We’ve all been burdened with yard work or been behind the wheel of a car. But that doesn’t mean you’ve had the opportunity to dive into the specifics of 2-stroke and 4-stroke engines. In fact, you might not have known there was a difference until someone brought up 2-strokes in conversation.

That’s nothing to be ashamed of either. The fact of the matter is that most people only rely on 4-stroke engines. And even that is changing as electric cars, motorcycles, and yard tools become more prominent in daily life. But, if you’re going to get into anything engine-related, you’re going to need to know the difference. Don’t worry, The Drive is on the case! 

Understanding the Engine Cycle

First and foremost, 2-stroke and 4-stroke are terms that refer to the length of the engine cycle. To better understand what these terms mean, we need to start by clearing your mind. Get rid of everything you know about piston-driven engines aside from the fact that you have a piston continuously traveling up and down within the combustion chamber.

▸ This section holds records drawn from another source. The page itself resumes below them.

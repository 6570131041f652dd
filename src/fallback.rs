//! Fallback Query
//!
//! Last resort when no targeted repair works: browse the primary table.
//! The result no longer answers the user's question and is always reported
//! as `QueryProvenance::Fallback`.

use crate::aliases::AliasTable;

pub const DEFAULT_FALLBACK_LIMIT: usize = 10;

#[derive(Debug, Clone)]
pub struct FallbackQueryGenerator {
    limit: usize,
}

impl Default for FallbackQueryGenerator {
    fn default() -> Self {
        Self::new(DEFAULT_FALLBACK_LIMIT)
    }
}

impl FallbackQueryGenerator {
    pub fn new(limit: usize) -> Self {
        Self { limit }
    }

    /// `SELECT * FROM <first declared table> LIMIT n`, or `None` when the
    /// query names no table.
    pub fn generate(&self, sql: &str) -> Option<String> {
        let tables = AliasTable::parse(sql);
        let table = tables.primary_table()?;
        Some(format!("SELECT * FROM {} LIMIT {}", table, self.limit))
    }
}

#[cfg(test)]
mod tests {
    use super::*;

    #[test]
    fn test_fallback_uses_first_from_table() {
        let gen = FallbackQueryGenerator::default();
        let sql = "SELECT weird.stuff FROM fact_sales_monthly fsm WHERE fsm.fiscal_year = 2021";
        assert_eq!(
            gen.generate(sql).as_deref(),
            Some("SELECT * FROM fact_sales_monthly LIMIT 10")
        );
    }

    #[test]
    fn test_fallback_respects_configured_limit() {
        let gen = FallbackQueryGenerator::new(25);
        assert_eq!(
            gen.generate("select x from gdb041.dim_customer c").as_deref(),
            Some("SELECT * FROM gdb041.dim_customer LIMIT 25")
        );
    }

    #[test]
    fn test_no_from_table() {
        let gen = FallbackQueryGenerator::default();
        assert!(gen.generate("SHOW TABLES").is_none());
        assert!(gen.generate("SELECT 'from x' AS y").is_none());
    }

    #[test]
    fn test_function_call_from_is_not_the_table() {
        let gen = FallbackQueryGenerator::default();
        let sql = "SELECT EXTRACT(YEAR FROM s.date) AS yr, s.bogus FROM fact_sales_monthly s";
        assert_eq!(
            gen.generate(sql).as_deref(),
            Some("SELECT * FROM fact_sales_monthly LIMIT 10")
        );
    }

    #[test]
    fn test_derived_table_is_skipped_for_inner_table() {
        let gen = FallbackQueryGenerator::default();
        let sql = "SELECT t.n FROM (SELECT COUNT(*) AS n FROM dim_product) t";
        assert_eq!(
            gen.generate(sql).as_deref(),
            Some("SELECT * FROM dim_product LIMIT 10")
        );
    }
}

Visualize that piston moving up and down. The power driving this motion comes from the ignition or combustion of the mixture, which sends the piston downward with tremendous force. Ignition is the primary goal, but fuel and air must first enter the chamber for that to happen. Then it must be compressed to maximize the amount of energy that’ll come from the burn. Once compressed, ignition occurs. But before the cycle can begin again, the exhaust from the spent mixture must exit the chamber.

The term “stroke” comes from the motion of the piston throughout the engine cycle. The corresponding number refers to the number of times the piston needs to travel within the chamber to complete all functions. Simply put, 4-strokes accomplish these goals with four strokes, while 2-strokes get it done in, you guessed it, two.

4-stroke cylinder head.

What is a 4-Stroke?

The 4-stroke cycle first appeared way back in 1861 when a man named Nicholas Otto came up with the design. That’s why you may have heard it referred to as the “Otto cycle” on rare occasions

This method dedicates one stroke to each of the four functions we discussed earlier. But that’s not the only defining characteristic of this type of engine. How fuel and air enter and exit the chamber is crucial to this design. That’s where the camshaft and poppet valves at the top of the combustion chamber come into play.

Camshaft from Chrysler 440 cubic-inch V8. Note the two lobes per cylinder.

Let’s break down the 4-stroke cycle. In a 4-stroke engine, the cycle begins with the intake stroke. As the piston travels downward, the camshaft moves to the position that opens the intake valve. The vacuum from the downward motion of the piston draws the air and fuel mixture through that valve. Once the piston reaches the bottom of the chamber, it can no longer draw any air in, and the intake valve shuts.

Intake and exhaust valves.

After the intake stroke, the piston begins traveling up the chamber to compress the mixture. Once the piston reaches the top of the chamber, ignition occurs, driving it downward again with all valves remaining shut during the duration of both the compression and ignition strokes. After the ignition stroke, the exhaust valve opens up, allowing the piston to push the spent mixture through until it reaches the top of the chamber. The exhaust valve then shuts, and the cycle begins again.

2-stroke cylinder head. Note the lack of valves.

What is a 2-Stroke?

Funny enough, 2-stroke engines appeared shortly after 4-strokes when a man named Sir Dugald Clerk invented the first successful design in 1878.

Once you understand the fundamentals of the 4-stroke cycle, it’s much easier to get up to speed with 2-stroke engines. Before we can dive into how the 2-stroke completes its cycle, we need to eliminate a few parts that 4-stroke engines rely on.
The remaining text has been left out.